Thus, I find that as of October 6, 1975, the Company does not have just cause for discharging the Grievant, although they had just cause from the knowledge in their possession on September 14, 1973.
What is the Company liability for their actions of September 14? The Grievant has admitted, and I agree with him, that he has no proof whatsoever of any Company involvement in any conspiracy. If an outside group conspired to "set up" the Grievant so that he would be discharged, then the Grievant's remedy for his damages must be against that group, not against the Company, who acted with just cause when they acted.
App. at 17.
In allowing the grievance, the arbitrator ordered that Seman be promptly reinstated to employment with no forfeiture of seniority, but without back pay.
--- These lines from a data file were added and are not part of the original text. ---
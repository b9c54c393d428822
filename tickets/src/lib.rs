//! Waste ticket lifecycle store.
//!
//! Citizens photograph waste, a classification service tags it, collectors
//! pick it up and recyclers close it out. This crate owns the ticket record
//! through that lifecycle:
//!
//! - **Reducer**: creates tickets, moves them forward through
//!   `pending → collected → recycled`, and awards eco points once per milestone
//! - **Store facade**: [`WasteTicketStore`] commands and queries over the
//!   reducer runtime, with a snapshot written after every action
//! - **Views**: read-only transformations used by the dashboards
//! - **Submission flow**: classify a photo, then create its ticket
//!
//! # Architecture
//!
//! ```text
//! Presentation ──command──▶ WasteTicketStore ──▶ Store<TicketReducer>
//!      ▲                                              │
//!      │                                    ┌─────────┴─────────┐
//!      │                                    ▼                   ▼
//!   subscribe()                     CodeImageEncoder       PointsLedger
//!      │                                    │                   │
//!      └──────── revision ◀── snapshot ◀────┴──── events ◀──────┘
//! ```
//!
//! Collaborators (clock, waste id generator, encoder, ledger) are injected
//! through [`TicketEnvironment`], so every flow runs against deterministic
//! fakes in tests.

#![forbid(unsafe_code)]
#![warn(missing_docs)]

pub mod config;
pub mod environment;
pub mod identity;
pub mod metrics;
pub mod mocks;
pub mod persistence;
pub mod qr;
pub mod reducer;
pub mod store;
pub mod submission;
pub mod types;
pub mod views;

pub use config::Config;
pub use environment::{
    CodeImageEncoder, CodeImageOptions, EncodeError, PointsLedger, RandomWasteIdGenerator,
    TicketEnvironment, TicketSettings, WasteIdGenerator,
};
pub use identity::{IdentityProvider, InMemoryPointsLedger, Role, SessionIdentity, SessionLedger, User};
pub use persistence::{restore_state, TicketPersistence, TicketSnapshot, DEFAULT_STORAGE_KEY};
pub use qr::QrCodeEncoder;
pub use reducer::{TicketAction, TicketReducer};
pub use store::{TicketError, TicketStore, WasteTicketStore};
pub use submission::{SubmissionError, SubmissionFlow};
pub use types::*;
//! Deterministic collaborators for tests and offline demos.

use crate::environment::{CodeImageEncoder, CodeImageOptions, EncodeError, PointsLedger, WasteIdGenerator};
use crate::types::WasteId;
use async_trait::async_trait;
use std::collections::VecDeque;
use std::sync::atomic::{AtomicU64, Ordering};
use std::sync::Mutex;
use std::time::Duration;

/// Waste ids `WT00000001`, `WT00000002`, ... optionally preceded by scripted ids
#[derive(Debug, Default)]
pub struct SequentialWasteIdGenerator {
    scripted: Mutex<VecDeque<WasteId>>,
    next: AtomicU64,
}

impl SequentialWasteIdGenerator {
    /// Counting generator starting at 1
    #[must_use]
    pub fn new() -> Self {
        Self::default()
    }

    /// Hand out `ids` first, then count
    #[must_use]
    pub fn scripted(ids: impl IntoIterator<Item = WasteId>) -> Self {
        Self {
            scripted: Mutex::new(ids.into_iter().collect()),
            next: AtomicU64::new(0),
        }
    }
}

impl WasteIdGenerator for SequentialWasteIdGenerator {
    fn generate(&self) -> WasteId {
        let scripted = match self.scripted.lock() {
            Ok(mut queue) => queue.pop_front(),
            Err(poisoned) => poisoned.into_inner().pop_front(),
        };
        scripted.unwrap_or_else(|| {
            let n = self.next.fetch_add(1, Ordering::SeqCst) + 1;
            WasteId::new(format!("{}{n:08}", WasteId::PREFIX))
        })
    }
}

/// Always returns the same id
#[derive(Debug, Clone)]
pub struct ConstantWasteIdGenerator(pub WasteId);

impl WasteIdGenerator for ConstantWasteIdGenerator {
    fn generate(&self) -> WasteId {
        self.0.clone()
    }
}

/// Encodes `text` as `code:<text>`
#[derive(Debug, Clone, Copy, Default)]
pub struct StaticEncoder;

#[async_trait]
impl CodeImageEncoder for StaticEncoder {
    async fn encode(&self, text: &str, _options: &CodeImageOptions) -> Result<String, EncodeError> {
        Ok(format!("code:{text}"))
    }
}

/// [`StaticEncoder`] that takes `delay` to answer
#[derive(Debug, Clone, Copy)]
pub struct DelayedEncoder {
    /// Time spent before each answer
    pub delay: Duration,
}

#[async_trait]
impl CodeImageEncoder for DelayedEncoder {
    async fn encode(&self, text: &str, options: &CodeImageOptions) -> Result<String, EncodeError> {
        tokio::time::sleep(self.delay).await;
        StaticEncoder.encode(text, options).await
    }
}

/// Encoder that always fails
#[derive(Debug, Clone, Copy, Default)]
pub struct FailingEncoder;

#[async_trait]
impl CodeImageEncoder for FailingEncoder {
    async fn encode(&self, _text: &str, _options: &CodeImageOptions) -> Result<String, EncodeError> {
        Err(EncodeError::Render("encoder offline".to_string()))
    }
}

/// Ledger that records every credit
#[derive(Debug, Default)]
pub struct RecordingLedger {
    credits: Mutex<Vec<(String, u32)>>,
}

impl RecordingLedger {
    /// Empty ledger
    #[must_use]
    pub fn new() -> Self {
        Self::default()
    }

    /// All credits in order
    #[must_use]
    pub fn credits(&self) -> Vec<(String, u32)> {
        match self.credits.lock() {
            Ok(credits) => credits.clone(),
            Err(poisoned) => poisoned.into_inner().clone(),
        }
    }

    /// Sum credited to `citizen_id`
    #[must_use]
    pub fn total_for(&self, citizen_id: &str) -> u32 {
        self.credits()
            .iter()
            .filter(|(citizen, _)| citizen == citizen_id)
            .map(|(_, amount)| amount)
            .sum()
    }
}

impl PointsLedger for RecordingLedger {
    fn credit(&self, citizen_id: &str, amount: u32) {
        match self.credits.lock() {
            Ok(mut credits) => credits.push((citizen_id.to_string(), amount)),
            Err(poisoned) => poisoned.into_inner().push((citizen_id.to_string(), amount)),
        }
    }
}
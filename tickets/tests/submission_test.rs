//! Submission flow against canned classifiers and a session ledger

#![allow(clippy::unwrap_used, clippy::expect_used, clippy::panic)] // Test code can use unwrap/expect/panic

use std::sync::Arc;
use wastetrack_classifier::mocks::StaticClassifier;
use wastetrack_classifier::{Classification, Classified, ImageUpload, WasteCategory};
use wastetrack_testing::{init_test_tracing, test_clock};
use wastetrack_tickets::mocks::{SequentialWasteIdGenerator, StaticEncoder};
use wastetrack_tickets::views::{classification_summary, NOT_AVAILABLE};
use wastetrack_tickets::{
    IdentityProvider, Location, Role, SessionIdentity, SessionLedger, SubmissionError,
    SubmissionFlow, TicketEnvironment, TicketError, TicketSettings, TicketStatus, User,
    WasteTicketStore,
};

fn flow(classifier: Arc<StaticClassifier>) -> (SubmissionFlow, Arc<SessionIdentity>) {
    init_test_tracing();
    let identity = Arc::new(SessionIdentity::signed_in(User::new("c1", "Asha", Role::Citizen)));
    let env = TicketEnvironment::new(
        Arc::new(test_clock()),
        Arc::new(SequentialWasteIdGenerator::new()),
        Arc::new(StaticEncoder),
        Arc::new(SessionLedger::new(identity.clone())),
        TicketSettings::default(),
    );
    (SubmissionFlow::new(WasteTicketStore::new(env), classifier), identity)
}

fn photo() -> ImageUpload {
    ImageUpload::jpeg(vec![0xFF, 0xD8, 0xFF, 0xD9])
}

#[tokio::test]
async fn detected_classification_is_stored_on_the_ticket() {
    let classifier = Arc::new(StaticClassifier::answering(Classified::Detected(
        Classification::new()
            .with(WasteCategory::Plastic, 2)
            .with(WasteCategory::Paper, 1),
    )));
    let (flow, identity) = flow(classifier.clone());

    let ticket = flow.submit("c1", photo()).await.unwrap();

    assert_eq!(classifier.calls(), 1);
    assert_eq!(ticket.status, TicketStatus::Pending);
    assert_eq!(
        classification_summary(ticket.classification.as_ref()),
        "Paper: 1, Plastic: 2"
    );
    assert!(ticket.image_url.starts_with("data:image/jpeg;base64,"));
    assert_eq!(identity.current_user().unwrap().eco_points, 5);
}

#[tokio::test]
async fn unavailable_classification_still_creates_the_ticket() {
    let (flow, _) = flow(Arc::new(StaticClassifier::answering(Classified::Unavailable)));

    let ticket = flow.submit("c1", photo()).await.unwrap();

    assert!(ticket.classification.is_none());
    assert_eq!(classification_summary(ticket.classification.as_ref()), NOT_AVAILABLE);
    assert_eq!(flow.store().tickets().await.len(), 1);
}

#[tokio::test]
async fn unreachable_classifier_fails_without_a_ticket() {
    let (flow, identity) = flow(Arc::new(StaticClassifier::unreachable("connection refused")));

    let result = flow.submit("c1", photo()).await;

    assert!(matches!(result, Err(SubmissionError::Classification(_))));
    assert!(flow.store().tickets().await.is_empty());
    assert_eq!(identity.current_user().unwrap().eco_points, 0);
}

#[tokio::test]
async fn blank_citizen_surfaces_as_ticket_error() {
    let (flow, _) = flow(Arc::new(StaticClassifier::answering(Classified::Unavailable)));

    let result = flow.submit("", photo()).await;

    assert!(matches!(
        result,
        Err(SubmissionError::Ticket(TicketError::Validation(_)))
    ));
}

#[tokio::test]
async fn location_is_passed_through() {
    let (flow, _) = flow(Arc::new(StaticClassifier::answering(Classified::Unavailable)));
    let location = Location::new(18.52, 73.856_7, "Shivajinagar, Pune");

    let ticket = flow
        .submit_at("c1", photo(), Some(location.clone()))
        .await
        .unwrap();

    assert_eq!(ticket.location, Some(location));
}

#[tokio::test]
async fn recycling_credits_the_signed_in_citizen() {
    let (flow, identity) = flow(Arc::new(StaticClassifier::answering(Classified::Unavailable)));
    let ticket = flow.submit("c1", photo()).await.unwrap();

    flow.store()
        .update_ticket_status(&ticket.waste_id, TicketStatus::Recycled, None, None)
        .await
        .unwrap();

    assert_eq!(identity.current_user().unwrap().eco_points, 15);
}
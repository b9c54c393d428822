//! Identity collaborator and point ledgers.
//!
//! The reducer only ever sees [`PointsLedger`]; these types adapt it to the
//! signed-in session or keep per-citizen totals in memory.

use crate::environment::PointsLedger;
use serde::{Deserialize, Serialize};
use std::collections::HashMap;
use std::sync::{Arc, RwLock};

/// Dashboard a user signs in to
#[derive(Clone, Copy, Debug, PartialEq, Eq, Hash, Serialize, Deserialize)]
#[serde(rename_all = "lowercase")]
pub enum Role {
    /// Submits waste
    Citizen,
    /// Picks up waste
    Collector,
    /// Municipal staff
    Municipality,
}

/// Signed-in user
#[derive(Clone, Debug, PartialEq, Eq, Serialize, Deserialize)]
#[serde(rename_all = "camelCase")]
pub struct User {
    /// User identifier (the citizen id on tickets)
    pub id: String,
    /// Display name
    pub name: String,
    /// Role
    pub role: Role,
    /// Running eco point total
    pub eco_points: u32,
}

impl User {
    /// New user with zero points
    #[must_use]
    pub fn new(id: impl Into<String>, name: impl Into<String>, role: Role) -> Self {
        Self {
            id: id.into(),
            name: name.into(),
            role,
            eco_points: 0,
        }
    }
}

/// Source of the current user
pub trait IdentityProvider: Send + Sync {
    /// The signed-in user, if any
    fn current_user(&self) -> Option<User>;

    /// Add `amount` to the signed-in user's eco points
    fn credit_points(&self, amount: u32);
}

/// In-memory session holding at most one signed-in user
#[derive(Debug, Default)]
pub struct SessionIdentity {
    user: RwLock<Option<User>>,
}

impl SessionIdentity {
    /// Session with nobody signed in
    #[must_use]
    pub fn new() -> Self {
        Self::default()
    }

    /// Session with `user` signed in
    #[must_use]
    pub fn signed_in(user: User) -> Self {
        Self {
            user: RwLock::new(Some(user)),
        }
    }

    /// Replace the signed-in user
    pub fn sign_in(&self, user: User) {
        tracing::info!(user_id = %user.id, role = ?user.role, "User signed in");
        match self.user.write() {
            Ok(mut slot) => *slot = Some(user),
            Err(poisoned) => *poisoned.into_inner() = Some(user),
        }
    }

    /// Clear the session
    pub fn sign_out(&self) {
        match self.user.write() {
            Ok(mut slot) => *slot = None,
            Err(poisoned) => *poisoned.into_inner() = None,
        }
    }
}

impl IdentityProvider for SessionIdentity {
    fn current_user(&self) -> Option<User> {
        match self.user.read() {
            Ok(slot) => slot.clone(),
            Err(poisoned) => poisoned.into_inner().clone(),
        }
    }

    fn credit_points(&self, amount: u32) {
        let mut slot = match self.user.write() {
            Ok(slot) => slot,
            Err(poisoned) => poisoned.into_inner(),
        };
        match slot.as_mut() {
            Some(user) => user.eco_points = user.eco_points.saturating_add(amount),
            None => tracing::warn!(amount, "No signed-in user to credit"),
        }
    }
}

/// Credits the signed-in user when they own the ticket
///
/// Credits for any other citizen are logged and skipped; the session only
/// knows one user's total.
#[derive(Clone)]
pub struct SessionLedger {
    identity: Arc<dyn IdentityProvider>,
}

impl SessionLedger {
    /// Ledger over `identity`
    #[must_use]
    pub fn new(identity: Arc<dyn IdentityProvider>) -> Self {
        Self { identity }
    }
}

impl std::fmt::Debug for SessionLedger {
    fn fmt(&self, f: &mut std::fmt::Formatter<'_>) -> std::fmt::Result {
        f.debug_struct("SessionLedger").finish_non_exhaustive()
    }
}

impl PointsLedger for SessionLedger {
    fn credit(&self, citizen_id: &str, amount: u32) {
        match self.identity.current_user() {
            Some(user) if user.id == citizen_id => self.identity.credit_points(amount),
            Some(user) => tracing::warn!(
                citizen_id,
                signed_in = %user.id,
                amount,
                "Points belong to another citizen, not credited to this session"
            ),
            None => tracing::warn!(citizen_id, amount, "No session to credit points to"),
        }
    }
}

/// Per-citizen running totals kept in memory
#[derive(Debug, Default)]
pub struct InMemoryPointsLedger {
    totals: RwLock<HashMap<String, u32>>,
}

impl InMemoryPointsLedger {
    /// Empty ledger
    #[must_use]
    pub fn new() -> Self {
        Self::default()
    }

    /// Points credited to `citizen_id` so far
    #[must_use]
    pub fn balance(&self, citizen_id: &str) -> u32 {
        match self.totals.read() {
            Ok(totals) => totals.get(citizen_id).copied().unwrap_or(0),
            Err(poisoned) => poisoned.into_inner().get(citizen_id).copied().unwrap_or(0),
        }
    }
}

impl PointsLedger for InMemoryPointsLedger {
    fn credit(&self, citizen_id: &str, amount: u32) {
        let mut totals = match self.totals.write() {
            Ok(totals) => totals,
            Err(poisoned) => poisoned.into_inner(),
        };
        let total = totals.entry(citizen_id.to_string()).or_insert(0);
        *total = total.saturating_add(amount);
    }
}
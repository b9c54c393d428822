//! # Wastetrack Core
//!
//! Core traits and types for the wastetrack reducer architecture.
//!
//! Every piece of business state in wastetrack lives behind a reducer: a pure
//! function that folds actions into state and describes, but never performs,
//! the side effects that should follow.
//!
//! ## Core Concepts
//!
//! - **State**: Domain state for a feature (the ticket collection, for example)
//! - **Action**: All possible inputs to a reducer (commands and the events they produce)
//! - **Reducer**: Pure function `(State, Action, Environment) → (State, Effects)`
//! - **Effect**: Side effect descriptions (not execution)
//! - **Environment**: Injected dependencies via traits
//! - **Persistence**: Key-scoped snapshot media and the hook the runtime calls after each action
//!
//! ## Example
//!
//! ```ignore
//! use wastetrack_core::{effect::Effect, reducer::Reducer, SmallVec};
//!
//! impl Reducer for TicketReducer {
//!     type State = TicketState;
//!     type Action = TicketAction;
//!     type Environment = TicketEnvironment;
//!
//!     fn reduce(
//!         &self,
//!         state: &mut TicketState,
//!         action: TicketAction,
//!         env: &TicketEnvironment,
//!     ) -> SmallVec<[Effect<TicketAction>; 4]> {
//!         // Business logic goes here
//!         SmallVec::new()
//!     }
//! }
//! ```

// Re-export commonly used types
pub use chrono::{DateTime, Utc};
pub use smallvec::{smallvec, SmallVec};

/// Snapshot persistence media and the state persistence hook
pub mod persistence;

/// Reducer module - The core trait for business logic
///
/// Reducers are pure functions: `(State, Action, Environment) → (State, Effects)`
///
/// They contain all business logic and are deterministic and testable.
pub mod reducer {
    use super::effect::Effect;
    use smallvec::SmallVec;

    /// The Reducer trait - core abstraction for business logic
    ///
    /// # Type Parameters
    ///
    /// - `State`: The domain state this reducer operates on
    /// - `Action`: The action type this reducer processes
    /// - `Environment`: The injected dependencies this reducer needs
    ///
    /// # Example
    ///
    /// ```ignore
    /// impl Reducer for TicketReducer {
    ///     type State = TicketState;
    ///     type Action = TicketAction;
    ///     type Environment = TicketEnvironment;
    ///
    ///     fn reduce(
    ///         &self,
    ///         state: &mut TicketState,
    ///         action: TicketAction,
    ///         env: &TicketEnvironment,
    ///     ) -> SmallVec<[Effect<TicketAction>; 4]> {
    ///         match action {
    ///             TicketAction::SetCurrentTicket { ticket } => {
    ///                 state.current_ticket = ticket.map(Arc::new);
    ///                 SmallVec::new()
    ///             }
    ///             _ => SmallVec::new(),
    ///         }
    ///     }
    /// }
    /// ```
    pub trait Reducer {
        /// The state type this reducer operates on
        type State;

        /// The action type this reducer processes
        type Action;

        /// The environment type with injected dependencies
        type Environment;

        /// Reduce an action into state changes and effects
        ///
        /// This is a pure function that:
        /// 1. Validates the action
        /// 2. Updates state in place
        /// 3. Returns effect descriptions to be executed
        ///
        /// # Arguments
        ///
        /// - `state`: Mutable reference to current state
        /// - `action`: The action to process
        /// - `env`: Reference to injected dependencies
        ///
        /// # Returns
        ///
        /// Effects to be executed by the runtime
        fn reduce(
            &self,
            state: &mut Self::State,
            action: Self::Action,
            env: &Self::Environment,
        ) -> SmallVec<[Effect<Self::Action>; 4]>;
    }
}

/// Effect module - Side effect descriptions
///
/// Effects describe side effects to be performed by the runtime.
/// They are values (not execution) and are composable.
pub mod effect {
    use std::future::Future;
    use std::pin::Pin;

    /// Effect type - describes a side effect to be executed
    ///
    /// Effects are NOT executed immediately. They are descriptions of what should happen,
    /// returned from reducers and executed by the Store runtime.
    ///
    /// # Type Parameters
    ///
    /// - `Action`: The action type that effects can produce (feedback loop)
    pub enum Effect<Action> {
        /// No-op effect
        None,

        /// Run effects concurrently
        Parallel(Vec<Effect<Action>>),

        /// Arbitrary async computation
        ///
        /// Returns `Option<Action>` - if Some, the action is fed back into the reducer
        Future(Pin<Box<dyn Future<Output = Option<Action>> + Send>>),
    }

    // Manual Debug implementation since Future doesn't implement Debug
    impl<Action> std::fmt::Debug for Effect<Action>
    where
        Action: std::fmt::Debug,
    {
        fn fmt(&self, f: &mut std::fmt::Formatter<'_>) -> std::fmt::Result {
            match self {
                Effect::None => write!(f, "Effect::None"),
                Effect::Parallel(effects) => {
                    f.debug_tuple("Effect::Parallel").field(effects).finish()
                },
                Effect::Future(_) => write!(f, "Effect::Future(<future>)"),
            }
        }
    }

    impl<Action> Effect<Action> {
        /// Combine effects to run in parallel
        #[must_use]
        pub const fn merge(effects: Vec<Effect<Action>>) -> Effect<Action> {
            Effect::Parallel(effects)
        }

        /// Wrap an async computation as an effect
        ///
        /// ```ignore
        /// Effect::future(async move {
        ///     ledger.credit(&citizen_id, amount);
        ///     Some(TicketAction::PointsCredited { .. })
        /// })
        /// ```
        #[must_use]
        pub fn future<F>(fut: F) -> Effect<Action>
        where
            F: Future<Output = Option<Action>> + Send + 'static,
        {
            Effect::Future(Box::pin(fut))
        }

        /// Whether this effect does nothing when executed
        #[must_use]
        pub fn is_none(&self) -> bool {
            match self {
                Effect::None => true,
                Effect::Parallel(effects) => effects.iter().all(Effect::is_none),
                Effect::Future(_) => false,
            }
        }
    }
}

/// Environment module - Dependency injection traits
///
/// All external dependencies are abstracted behind traits and injected
/// via the Environment parameter.
pub mod environment {
    use chrono::{DateTime, Utc};

    /// Clock trait - abstracts time operations for testability
    ///
    /// # Examples
    ///
    /// ```ignore
    /// // Test - fixed time for deterministic tests
    /// struct FixedClock { time: DateTime<Utc> }
    /// impl Clock for FixedClock {
    ///     fn now(&self) -> DateTime<Utc> {
    ///         self.time
    ///     }
    /// }
    /// ```
    pub trait Clock: Send + Sync {
        /// Get the current time
        fn now(&self) -> DateTime<Utc>;
    }

    /// Wall-clock time from the operating system
    #[derive(Debug, Clone, Copy, Default)]
    pub struct SystemClock;

    impl Clock for SystemClock {
        fn now(&self) -> DateTime<Utc> {
            Utc::now()
        }
    }
}

#[cfg(test)]
mod tests {
    use super::effect::Effect;
    use super::environment::{Clock, SystemClock};

    #[test]
    fn system_clock_moves_forward() {
        let clock = SystemClock;
        let first = clock.now();
        let second = clock.now();
        assert!(second >= first);
    }

    #[test]
    fn merged_none_effects_are_none() {
        let effect: Effect<()> = Effect::merge(vec![Effect::None, Effect::None]);
        assert!(effect.is_none());
    }

    #[test]
    fn future_effect_is_not_none() {
        let effect: Effect<u8> = Effect::merge(vec![Effect::None, Effect::future(async { Some(1) })]);
        assert!(!effect.is_none());
        assert_eq!(format!("{effect:?}"), "Effect::Parallel([Effect::None, Effect::Future(<future>)])");
    }

    #[tokio::test]
    async fn future_effect_yields_its_action() {
        let effect: Effect<u8> = Effect::future(async { Some(7) });
        let Effect::Future(fut) = effect else {
            unreachable!("constructed as a future");
        };
        assert_eq!(fut.await, Some(7));
    }
}
//! HTTP classification client

use crate::{
    error::ClassifierError,
    types::{Classification, Classified, ImageUpload},
    Classifier,
};
use async_trait::async_trait;
use reqwest::{
    multipart::{Form, Part},
    Client,
};
use serde_json::Value;
use std::time::Duration;

/// Endpoint used when none is configured
pub const DEFAULT_CLASSIFIER_URL: &str = "http://127.0.0.1:8000/classify-image";

/// Multipart field carrying the image
const FILE_FIELD: &str = "file";

/// Response field carrying the category mapping
const CLASSIFICATION_FIELD: &str = "classification";

/// Classification service client
///
/// Posts the image as multipart field `file` and reads the mapping from the
/// `classification` field of the JSON response.
#[derive(Clone, Debug)]
pub struct ClassifierClient {
    client: Client,
    url: String,
}

impl ClassifierClient {
    /// Create a client for the given endpoint URL
    #[must_use]
    pub fn new(url: impl Into<String>) -> Self {
        Self {
            client: Client::new(),
            url: url.into(),
        }
    }

    /// Create a client whose requests give up after `timeout`
    ///
    /// # Errors
    ///
    /// Returns `ClassifierError::Build` if the HTTP client cannot be built
    pub fn with_timeout(url: impl Into<String>, timeout: Duration) -> Result<Self, ClassifierError> {
        let client = Client::builder()
            .timeout(timeout)
            .build()
            .map_err(|e| ClassifierError::Build(e.to_string()))?;

        Ok(Self {
            client,
            url: url.into(),
        })
    }

    /// Endpoint this client posts to
    #[must_use]
    pub fn url(&self) -> &str {
        &self.url
    }

    fn form(image: ImageUpload) -> Result<Form, ClassifierError> {
        let part = Part::bytes(image.bytes)
            .file_name(image.file_name)
            .mime_str(&image.content_type)
            .map_err(|e| ClassifierError::InvalidUpload(e.to_string()))?;

        Ok(Form::new().part(FILE_FIELD, part))
    }
}

impl Default for ClassifierClient {
    fn default() -> Self {
        Self::new(DEFAULT_CLASSIFIER_URL)
    }
}

#[async_trait]
impl Classifier for ClassifierClient {
    #[tracing::instrument(skip(self, image), fields(url = %self.url, bytes = image.bytes.len()))]
    async fn classify(&self, image: ImageUpload) -> Result<Classified, ClassifierError> {
        let form = Self::form(image)?;

        let response = self
            .client
            .post(&self.url)
            .multipart(form)
            .send()
            .await
            .map_err(|e| ClassifierError::RequestFailed(e.to_string()))?;

        let status = response.status();
        if !status.is_success() {
            let body = response.text().await.unwrap_or_default();
            tracing::warn!(status = status.as_u16(), body = %body, "Classifier returned an error status");
            return Ok(Classified::Unavailable);
        }

        let body = match response.json::<Value>().await {
            Ok(body) => body,
            Err(e) => {
                tracing::warn!(error = %e, "Classifier response is not JSON");
                return Ok(Classified::Unavailable);
            },
        };

        match body.get(CLASSIFICATION_FIELD).and_then(Classification::from_value) {
            Some(classification) => {
                tracing::debug!(total = classification.total(), "Image classified");
                Ok(Classified::Detected(classification))
            },
            None => {
                tracing::warn!("Classifier response has no usable classification");
                Ok(Classified::Unavailable)
            },
        }
    }
}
The district court vacated this award, termed "arbitrary" and "capricious" in an unpublished order dated January 30, 1976. However, on February 26, 1976, the district court granted defendants' motion to reconsider, set aside its previous order, and requested further briefing and oral argument on the matter.7 On April 13, 1976, the district court determined that judicial interference in this award was improper, and ordered its enforcement, stating:
A district court must suppress any tendency to replace its evaluation of the facts for that of the chosen arbitrator. In this case that temptation is great. Very reluctantly, this Court has determined that these well established rules require it to refrain from upsetting this award.
App. at 44.
Plaintiff appeals from this decision.
Plaintiff-appellant challenges the award in this court on two bases: first, that the arbitrator exceeded his contractual authority in allowing the grievance, and second, that the award is "arbitrary" and "capricious" because not grounded in reason or fact, and therefore does not merit enforcement.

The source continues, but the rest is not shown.